Content starts

//! Wire format shared by the server and clients.
//!
//! Every datagram carries exactly one [`Update`] encoded as ASCII text:
//!
//! ```text
//! kind(1 digit) player(1 digit) movement(1 digit) direction(1 digit) timestamp(digits) name(rest)
//! ```
//!
//! There is no length prefix, checksum or version field. Existing clients
//! send zero-padded fixed-size buffers, so a payload ends at its first NUL
//! byte. A display name that begins with a digit cannot be told apart from
//! the timestamp, and names cut off by the 64-byte receive buffer are lost
//! silently. Both are limits of the deployed protocol.

use thiserror::Error;

/// Size of the receive buffer; longer datagrams are truncated by the socket.
pub const MAX_DATAGRAM_SIZE: usize = 64;

/// Largest player id the one-digit wire field can carry.
pub const MAX_PLAYER_ID: u8 = 9;

/// Default UDP port the game clients talk to.
pub const DEFAULT_PORT: u16 = 8000;

#[derive(Debug, Clone, Copy, PartialEq, Eq, Hash)]
pub enum UpdateKind {
    Movement,
    Registration,
}

impl UpdateKind {
    pub fn from_digit(digit: u8) -> Option<Self> {
        match digit {
            0 => Some(UpdateKind::Movement),
            1 => Some(UpdateKind::Registration),
            _ => None,
        }
    }

    pub fn digit(self) -> u8 {
        match self {
            UpdateKind::Movement => 0,
            UpdateKind::Registration => 1,
        }
    }
}

#[derive(Debug, Clone, Copy, PartialEq, Eq, Hash, Default)]
pub enum MovementState {
    #[default]
    Idle,
    Moving,
}

impl MovementState {
    pub fn from_digit(digit: u8) -> Option<Self> {
        match digit {
            0 => Some(MovementState::Idle),
            1 => Some(MovementState::Moving),
            _ => None,
        }
    }

    pub fn digit(self) -> u8 {
        match self {
            MovementState::Idle => 0,
            MovementState::Moving => 1,
        }
    }
}

/// Heading of a tank. North is +y and east is +x.
#[derive(Debug, Clone, Copy, PartialEq, Eq, Hash, Default)]
pub enum Direction {
    #[default]
    None,
    North,
    South,
    East,
    West,
    NorthEast,
    NorthWest,
    SouthWest,
    SouthEast,
}

impl Direction {
    pub const ALL: [Direction; 9] = [
        Direction::None,
        Direction::North,
        Direction::South,
        Direction::East,
        Direction::West,
        Direction::NorthEast,
        Direction::NorthWest,
        Direction::SouthWest,
        Direction::SouthEast,
    ];

    pub fn from_digit(digit: u8) -> Option<Self> {
        Self::ALL.get(digit as usize).copied()
    }

    pub fn digit(self) -> u8 {
        match self {
            Direction::None => 0,
            Direction::North => 1,
            Direction::South => 2,
            Direction::East => 3,
            Direction::West => 4,
            Direction::NorthEast => 5,
            Direction::NorthWest => 6,
            Direction::SouthWest => 7,
            Direction::SouthEast => 8,
        }
    }

    /// Unit step along each axis, as `(x, y)`.
    pub fn offset(self) -> (i8, i8) {
        match self {
            Direction::None => (0, 0),
            Direction::North => (0, 1),
            Direction::South => (0, -1),
            Direction::East => (1, 0),
            Direction::West => (-1, 0),
            Direction::NorthEast => (1, 1),
            Direction::NorthWest => (-1, 1),
            Direction::SouthWest => (-1, -1),
            Direction::SouthEast => (1, -1),
        }
    }
}

/// One client's state sample.
#[derive(Debug, Clone, PartialEq, Eq)]
pub struct Update {
    pub kind: UpdateKind,
    pub player_id: u8,
    pub movement: MovementState,
    pub direction: Direction,
    pub timestamp: u32,
    /// Only carried by registrations; empty otherwise.
    pub display_name: String,
}

impl Update {
    pub fn registration(player_id: u8, display_name: impl Into<String>, timestamp: u32) -> Self {
        Self {
            kind: UpdateKind::Registration,
            player_id,
            movement: MovementState::Idle,
            direction: Direction::None,
            timestamp,
            display_name: display_name.into(),
        }
    }

    pub fn movement(
        player_id: u8,
        movement: MovementState,
        direction: Direction,
        timestamp: u32,
    ) -> Self {
        Self {
            kind: UpdateKind::Movement,
            player_id,
            movement,
            direction,
            timestamp,
            display_name: String::new(),
        }
    }

    pub fn is_registration(&self) -> bool {
        self.kind == UpdateKind::Registration
    }
}

#[derive(Debug, Clone, PartialEq, Eq, Error)]
pub enum DecodeError {
    #[error("empty datagram")]
    Empty,
    #[error("datagram too short ({0} bytes)")]
    Truncated(usize),
    #[error("non-digit byte {byte:#04x} in {field} field")]
    NotADigit { field: &'static str, byte: u8 },
    #[error("unknown update kind {0}")]
    UnknownKind(u8),
    #[error("unknown movement state {0}")]
    UnknownMovement(u8),
    #[error("unknown direction {0}")]
    UnknownDirection(u8),
    #[error("missing timestamp")]
    MissingTimestamp,
    #[error("timestamp does not fit in 32 bits")]
    TimestampOverflow,
}

const HEADER_LEN: usize = 4;

fn digit(byte: u8, field: &'static str) -> Result<u8, DecodeError> {
    if byte.is_ascii_digit() {
        Ok(byte - b'0')
    } else {
        Err(DecodeError::NotADigit { field, byte })
    }
}

/// Parses one datagram payload.
pub fn decode(bytes: &[u8]) -> Result<Update, DecodeError> {
    let end = bytes.iter().position(|&b| b == 0).unwrap_or(bytes.len());
    let data = &bytes[..end];

    if data.is_empty() {
        return Err(DecodeError::Empty);
    }
    if data.len() < HEADER_LEN {
        return Err(DecodeError::Truncated(data.len()));
    }

    let kind = digit(data[0], "kind")?;
    let kind = UpdateKind::from_digit(kind).ok_or(DecodeError::UnknownKind(kind))?;
    let player_id = digit(data[1], "player")?;
    let movement = digit(data[2], "movement")?;
    let movement =
        MovementState::from_digit(movement).ok_or(DecodeError::UnknownMovement(movement))?;
    let direction = digit(data[3], "direction")?;
    let direction =
        Direction::from_digit(direction).ok_or(DecodeError::UnknownDirection(direction))?;

    let rest = &data[HEADER_LEN..];
    let digits = rest.iter().take_while(|b| b.is_ascii_digit()).count();
    if digits == 0 {
        return Err(DecodeError::MissingTimestamp);
    }

    let timestamp = rest[..digits].iter().try_fold(0u32, |acc, &b| {
        acc.checked_mul(10)
            .and_then(|acc| acc.checked_add(u32::from(b - b'0')))
            .ok_or(DecodeError::TimestampOverflow)
    })?;

    let display_name = match kind {
        UpdateKind::Registration => String::from_utf8_lossy(&rest[digits..]).into_owned(),
        UpdateKind::Movement => String::new(),
    };

    Ok(Update {
        kind,
        player_id,
        movement,
        direction,
        timestamp,
        display_name,
    })
}

/// Serializes an update into its wire form.
///
/// The player id must fit the one-digit field (at most [`MAX_PLAYER_ID`]).
/// Every decoded update satisfies this.
pub fn encode(update: &Update) -> Vec<u8> {
    debug_assert!(
        update.player_id <= MAX_PLAYER_ID,
        "player id {} does not fit the wire format",
        update.player_id
    );
    let mut out = Vec::with_capacity(HEADER_LEN + 10 + update.display_name.len());
    out.push(b'0' + update.kind.digit());
    out.push(b'0' + update.player_id);
    out.push(b'0' + update.movement.digit());
    out.push(b'0' + update.direction.digit());
    out.extend_from_slice(update.timestamp.to_string().as_bytes());
    if update.is_registration() {
        out.extend_from_slice(update.display_name.as_bytes());
    }
    out
}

Content ends

▸ Work instruction
From the listing above, pick out every line containing "PartialEq".

▸ Solution for this problem
#[derive(Debug, Clone, Copy, PartialEq, Eq, Hash)]
#[derive(Debug, Clone, Copy, PartialEq, Eq, Hash, Default)]
#[derive(Debug, Clone, Copy, PartialEq, Eq, Hash, Default)]
#[derive(Debug, Clone, PartialEq, Eq)]
#[derive(Debug, Clone, PartialEq, Eq, Error)]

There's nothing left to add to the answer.